I get it. I mean, what guy living hasn’t done something dumb because of a girl? But Anakin really takes the taco. When he has a premonition that Padme will die in childbirth, he’ll do anything to keep that from happening. “Anything,” in this case, means selling out his principles, trying to kill his best friend, and aiding and abetting his galaxy’s equivalent of Hitler. But, in the end, Padme dies anyway when she succumbs to an incurable case of irony. The Emperor then tells Gullible McSucker that he was directly responsible for her death, prompting him to scream “Noooooo!” as he senses a gaping plot hole in the Force.
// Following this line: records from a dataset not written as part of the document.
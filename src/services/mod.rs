// SPDX-License-Identifier: MIT

//! Services module - business logic layer.

pub mod catalog;
pub mod gateway;
pub mod resolver;
pub mod token;

pub use catalog::{CatalogCache, DebounceBuffer};
pub use gateway::AchievementGateway;
pub use resolver::ProductResolver;
pub use token::{TokenManager, GALAXY_CLIENT_ID, GALAXY_CLIENT_SECRET};

use crate::error::AppError;

/// Drain a non-2xx response into an [`AppError::Upstream`].
pub(crate) async fn upstream_error(response: reqwest::Response) -> AppError {
    let status = response.status().as_u16();
    let body = response.text().await.unwrap_or_default();
    AppError::Upstream { status, body }
}
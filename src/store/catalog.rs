// SPDX-License-Identifier: MIT

//! Durable side of the catalog cache (`catalog.json`).

use crate::error::AppError;
use crate::models::GameDetail;
use crate::store::documents::{load_map, store_map};
use crate::store::files;
use std::collections::HashMap;
use std::path::PathBuf;

/// Game-detail document store, keyed by product id.
#[derive(Clone)]
pub struct CatalogStore {
    dir: PathBuf,
}

impl CatalogStore {
    pub fn new(dir: impl Into<PathBuf>) -> Self {
        Self { dir: dir.into() }
    }

    fn path(&self) -> PathBuf {
        self.dir.join(files::CATALOG)
    }

    pub async fn get(&self, product_id: u64) -> Option<GameDetail> {
        let mut map: HashMap<u64, GameDetail> = load_map(&self.path()).await;
        map.remove(&product_id)
    }

    /// Merge a batch of entries into the document in one read-modify-write.
    pub async fn merge(&self, entries: &HashMap<u64, GameDetail>) -> Result<(), AppError> {
        let path = self.path();
        let mut map: HashMap<u64, GameDetail> = load_map(&path).await;
        for (id, detail) in entries {
            map.insert(*id, detail.clone());
        }
        store_map(&path, &map).await
    }
}
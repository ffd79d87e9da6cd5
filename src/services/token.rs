// SPDX-License-Identifier: MIT

//! Token manager: refresh-token resolution and access-token exchange.
//!
//! Handles:
//! - Reading the long-lived refresh token from the local Galaxy install
//! - Exchanging it for short-lived access tokens (refresh-token grant)
//! - Serving cached tokens until expiry (memory fast path, file store truth)

use crate::config::Config;
use crate::error::{AppError, Result};
use crate::models::AuthResponse;
use crate::store::CredentialStore;
use chrono::Utc;
use dashmap::DashMap;
use std::sync::Arc;

/// Default Galaxy client registration, used for the session login and the
/// owned-games listing. Per-product calls use the product's own credentials.
pub const GALAXY_CLIENT_ID: &str = "46899977096215655";
pub const GALAXY_CLIENT_SECRET: &str =
    "9d85c43b1482497dbbce61f6e4aa173a433796eeae2ca8c5f6129f2dc4de46d9";

/// Read the Galaxy refresh token.
///
/// `GOG_REFRESH_TOKEN` (via [`Config`]) takes precedence; otherwise the
/// value is read from the registry key the Galaxy client writes. Off
/// Windows the override is the only source.
pub fn resolve_refresh_token(config: &Config) -> Result<String> {
    if let Some(token) = &config.refresh_token {
        return Ok(token.clone());
    }
    registry_refresh_token()
}

#[cfg(windows)]
fn registry_refresh_token() -> Result<String> {
    use winreg::enums::HKEY_CURRENT_USER;
    use winreg::RegKey;

    let key = RegKey::predef(HKEY_CURRENT_USER)
        .open_subkey("Software\\GOG.com\\Galaxy")
        .map_err(|e| {
            AppError::PlatformCredentialUnavailable(format!("Galaxy registry key not found: {e}"))
        })?;

    let token: String = key.get_value("refreshToken").map_err(|e| {
        AppError::PlatformCredentialUnavailable(format!("refreshToken value not found: {e}"))
    })?;

    tracing::debug!("refresh token read from registry");
    Ok(token)
}

#[cfg(not(windows))]
fn registry_refresh_token() -> Result<String> {
    Err(AppError::PlatformCredentialUnavailable(
        "no local Galaxy client on this platform; set GOG_REFRESH_TOKEN".to_string(),
    ))
}

/// Obtains and caches access tokens, keyed by client id.
#[derive(Clone)]
pub struct TokenManager {
    http: reqwest::Client,
    auth_url: String,
    store: CredentialStore,
    /// In-memory fast path in front of the file store.
    cache: Arc<DashMap<String, AuthResponse>>,
}

impl TokenManager {
    pub fn new(http: reqwest::Client, auth_url: impl Into<String>, store: CredentialStore) -> Self {
        Self {
            http,
            auth_url: auth_url.into(),
            store,
            cache: Arc::new(DashMap::new()),
        }
    }

    /// Get a usable access token for `client_id`, exchanging the refresh
    /// token if no cached token survives the strict expiry check.
    ///
    /// Successful exchanges write through to the credential store; cache
    /// hits never touch it. No clock-skew margin is applied, so a token
    /// expiring in the next instant may still be served; the caller sees
    /// the resulting 401 as an [`AppError::Upstream`] and decides.
    pub async fn access_token(
        &self,
        refresh_token: &str,
        client_id: &str,
        client_secret: &str,
    ) -> Result<AuthResponse> {
        let now = Utc::now();

        if let Some(cached) = self.cache.get(client_id) {
            if cached.is_usable(now) {
                return Ok(cached.clone());
            }
        }

        if let Some(stored) = self.store.token(client_id, now).await {
            self.cache.insert(client_id.to_string(), stored.clone());
            return Ok(stored);
        }

        tracing::info!(client_id, "fetching new access token");
        let response = self
            .http
            .get(format!("{}/token", self.auth_url))
            .query(&[
                ("grant_type", "refresh_token"),
                ("refresh_token", refresh_token),
                ("client_id", client_id),
                ("client_secret", client_secret),
                ("without_new_session", "1"),
            ])
            .send()
            .await?;

        if !response.status().is_success() {
            return Err(AppError::AuthenticationFailed {
                status: response.status().as_u16(),
            });
        }

        let auth: AuthResponse = response
            .json()
            .await
            .map_err(|e| AppError::Malformed(format!("token exchange response: {e}")))?;

        let auth = self.store.save_token(client_id, auth, now).await?;
        self.cache.insert(client_id.to_string(), auth.clone());
        Ok(auth)
    }
}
Let’s not forget that Vader was totally planning to stab the Emperor in the back if he could’ve gotten Padme to team up with him—a strategy that he would try to employ years later with Luke. Luke, of course, doesn’t go for it either, deciding instead to fight the evilest guy in the galaxy on his own terms—by not fighting him—so it’s really no surprise when the Emperor just up and starts electrocuting the young Jedi. Vader, at this point, feels pity for Luke, but instead of blocking the Force lightning with his lightsaber like he saw Mace Windu do years earlier, he decides the best way to stop his boss from zapping the shit of out his kid is to pick him up one-handed and slam-dunk him down an improbably convenient exhaust shaft, conducting a lethal amount of electricity in the process. Or he could’ve just declined when the Emperor asked him to participate in “take your son to work day.”
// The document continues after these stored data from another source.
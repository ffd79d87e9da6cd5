// SPDX-License-Identifier: MIT

//! Product resolver tests: build selection over the wire, credential
//! caching, and build-id precision.

use galaxy_achievements::error::AppError;
use galaxy_achievements::services::ProductResolver;
use galaxy_achievements::store::CredentialStore;
use serde_json::json;
use wiremock::matchers::{method, path};
use wiremock::{Mock, MockServer, ResponseTemplate};

mod common;
use common::build_detail_json;

fn resolver(server: &MockServer, dir: &std::path::Path) -> ProductResolver {
    ProductResolver::new(
        reqwest::Client::new(),
        server.uri(),
        CredentialStore::new(dir),
    )
}

#[tokio::test]
async fn resolves_latest_build_and_caches_permanently() {
    let server = MockServer::start().await;
    let dir = tempfile::tempdir().unwrap();

    Mock::given(method("GET"))
        .and(path("/products/12345/product.json"))
        .respond_with(ResponseTemplate::new(200).set_body_json(json!({
            "builds": [
                {"id": 1, "date_published": "2023-01-01", "listed": true},
                {"id": 2, "date_published": "2023-06-01", "listed": false},
                {"id": 3, "date_published": "2023-06-01", "listed": true},
            ]
        })))
        .expect(1)
        .mount(&server)
        .await;

    // Build 2 has the same date but is unlisted; 3 must win.
    Mock::given(method("GET"))
        .and(path("/products/12345/builds/3.json"))
        .respond_with(
            ResponseTemplate::new(200).set_body_json(build_detail_json("cid_123", "sec_123")),
        )
        .expect(1)
        .mount(&server)
        .await;

    let resolver = resolver(&server, dir.path());

    let first = resolver.resolve_credentials(12345).await.unwrap();
    assert_eq!(first.client_id, "cid_123");
    assert_eq!(first.client_secret, "sec_123");

    // Second call must not issue any network request (expect(1) above) and
    // must return the identical credentials.
    let second = resolver.resolve_credentials(12345).await.unwrap();
    assert_eq!(second, first);

    // A fresh resolver over the same cache dir is served from products.json.
    let fresh = ProductResolver::new(
        reqwest::Client::new(),
        server.uri(),
        CredentialStore::new(dir.path()),
    );
    assert_eq!(fresh.resolve_credentials(12345).await.unwrap(), first);
}

#[tokio::test]
async fn no_valid_build_is_product_not_found() {
    let server = MockServer::start().await;
    let dir = tempfile::tempdir().unwrap();

    Mock::given(method("GET"))
        .and(path("/products/77/product.json"))
        .respond_with(ResponseTemplate::new(200).set_body_json(json!({
            "builds": [
                {"id": 1, "date_published": "2023-01-01", "listed": false},
                {"id": 2, "listed": true},
            ]
        })))
        .mount(&server)
        .await;

    let err = resolver(&server, dir.path())
        .resolve_credentials(77)
        .await
        .unwrap_err();
    assert!(matches!(err, AppError::ProductNotFound(77)));
}

#[tokio::test]
async fn upstream_failure_is_propagated_with_status() {
    let server = MockServer::start().await;
    let dir = tempfile::tempdir().unwrap();

    Mock::given(method("GET"))
        .and(path("/products/88/product.json"))
        .respond_with(ResponseTemplate::new(502).set_body_string("bad gateway"))
        .mount(&server)
        .await;

    let err = resolver(&server, dir.path())
        .resolve_credentials(88)
        .await
        .unwrap_err();
    match err {
        AppError::Upstream { status, body } => {
            assert_eq!(status, 502);
            assert_eq!(body, "bad gateway");
        }
        other => panic!("expected Upstream, got {other:?}"),
    }
}

#[tokio::test]
async fn build_ids_beyond_2_pow_53_keep_exact_precision() {
    let server = MockServer::start().await;
    let dir = tempfile::tempdir().unwrap();

    // 2^53 + 1: a float round-trip would turn this into ...992.
    Mock::given(method("GET"))
        .and(path("/products/5/product.json"))
        .respond_with(ResponseTemplate::new(200).set_body_json(json!({
            "builds": [
                {"id": 9007199254740993u64, "date_published": "2024-01-01", "listed": true},
            ]
        })))
        .mount(&server)
        .await;

    // The mock only matches the exact decimal form of the id.
    Mock::given(method("GET"))
        .and(path("/products/5/builds/9007199254740993.json"))
        .respond_with(ResponseTemplate::new(200).set_body_json(build_detail_json("cid_5", "sec_5")))
        .expect(1)
        .mount(&server)
        .await;

    let credential = resolver(&server, dir.path())
        .resolve_credentials(5)
        .await
        .unwrap();
    assert_eq!(credential.client_id, "cid_5");
}
// SPDX-License-Identifier: MIT

//! Read-modify-write helpers for JSON map documents.

use crate::error::AppError;
use serde::de::DeserializeOwned;
use serde::Serialize;
use std::collections::HashMap;
use std::hash::Hash;
use std::path::Path;

/// Load a map document. Missing or unparseable files yield an empty map.
pub async fn load_map<K, V>(path: &Path) -> HashMap<K, V>
where
    K: DeserializeOwned + Eq + Hash,
    V: DeserializeOwned,
{
    let data = match tokio::fs::read(path).await {
        Ok(data) => data,
        Err(e) => {
            tracing::debug!(path = %path.display(), error = %e, "cache file not readable, starting empty");
            return HashMap::new();
        }
    };

    match serde_json::from_slice(&data) {
        Ok(map) => map,
        Err(e) => {
            tracing::warn!(path = %path.display(), error = %e, "cache file unparseable, starting empty");
            HashMap::new()
        }
    }
}

/// Persist a map document.
///
/// Pretty-printed with 4-space indent so files written by earlier desktop
/// builds stay diffable against ours.
pub async fn store_map<K, V>(path: &Path, map: &HashMap<K, V>) -> Result<(), AppError>
where
    K: Serialize + Eq + Hash,
    V: Serialize,
{
    let mut buf = Vec::new();
    let formatter = serde_json::ser::PrettyFormatter::with_indent(b"    ");
    let mut ser = serde_json::Serializer::with_formatter(&mut buf, formatter);
    map.serialize(&mut ser)
        .map_err(|e| AppError::Storage(format!("failed to encode {}: {}", path.display(), e)))?;

    if let Some(parent) = path.parent() {
        tokio::fs::create_dir_all(parent)
            .await
            .map_err(|e| AppError::Storage(format!("failed to create {}: {}", parent.display(), e)))?;
    }

    tokio::fs::write(path, buf)
        .await
        .map_err(|e| AppError::Storage(format!("failed to write {}: {}", path.display(), e)))
}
Senator/Chancellor/Emperor Palpatine

When Senator Palpatine wasn’t actively representing the people of his home planet of Naboo or moonlighting as a robe model, he was conspiring to seize power and rule the galaxy with an iron fist. So he devised a plan so diabolically genius that it relied on complete and utter failure literally every step of the way if it ever had any chance of success in the long run. Let’s work from the end result backwards:

At the end of The Phantom Menace, Palpatine supplants Valorum as Chancellor when the latter can no longer provide the leadership needed to end the crisis on Naboo or convince anyone to kneel before Zod. (It's Terrance Effing Stamp, gang!) But ousting him was dependent on being able to manipulate Queen Amidala to call for the vote of no confidence. You know, the same Queen Amidala that should’ve been captured in the invasion Palpatine orchestrated or, barring that, by Darth Maul. Had Queen Amidala been successfully caught, she never would’ve gone to Coruscant and appeared before the Senate. She also would’ve been forced to sign a treaty legitimizing the Trade Federation’s occupation of her planet, thereby prematurely ending the crisis our friend the Senator drummed up to seize power. But even if Palpatine was counting on Amidala escaping capture multiple times, she was going to need the help of her Jedi companions to do so. You know, the same Jedi that Palpatine, as Darth Sidious, ordered the Trade Federation to kill in the first 5 min. of the movie.

The master stroke of Operation Epic Fail isn’t revealed, however, until Revenge of the Sith, when the now Chancellor hints to Anakin that he used the Force to conceive him, undoubtedly hoping that a kid would fix his marriage to Mrs. Palpatine. But Anakin would never have been discovered, freed, and trained as a Jedi—in short, never arrived at that moment where he became the Emperor’s apprentice—if any of the people operating on Sidious’ orders in Episode I had been competent enough to do a single goddamned thing he told them to do.

But before you go thinking that’s possibly the worst plan in history of the galaxy,
consider the hare-brained scheme Palpatine hatched later on to try to turn Luke to the Dark Side. It went something like this:

Emperor: Hey, I know you’re really super invested in being a good, honorable Jedi and all that, but is there any way I can convince you to forsake everything you believe in and do a complete 180 on your principles?
Luke: Um…no.
Emperor: Shit. All I’ve got for a plan B is my wicked awesome lightning fingers.

And the number one dumbest character in Star Wars?

Admiral Ozzel

Seriously? Coming out of light speed so close to the system? What a fucking ‘tard.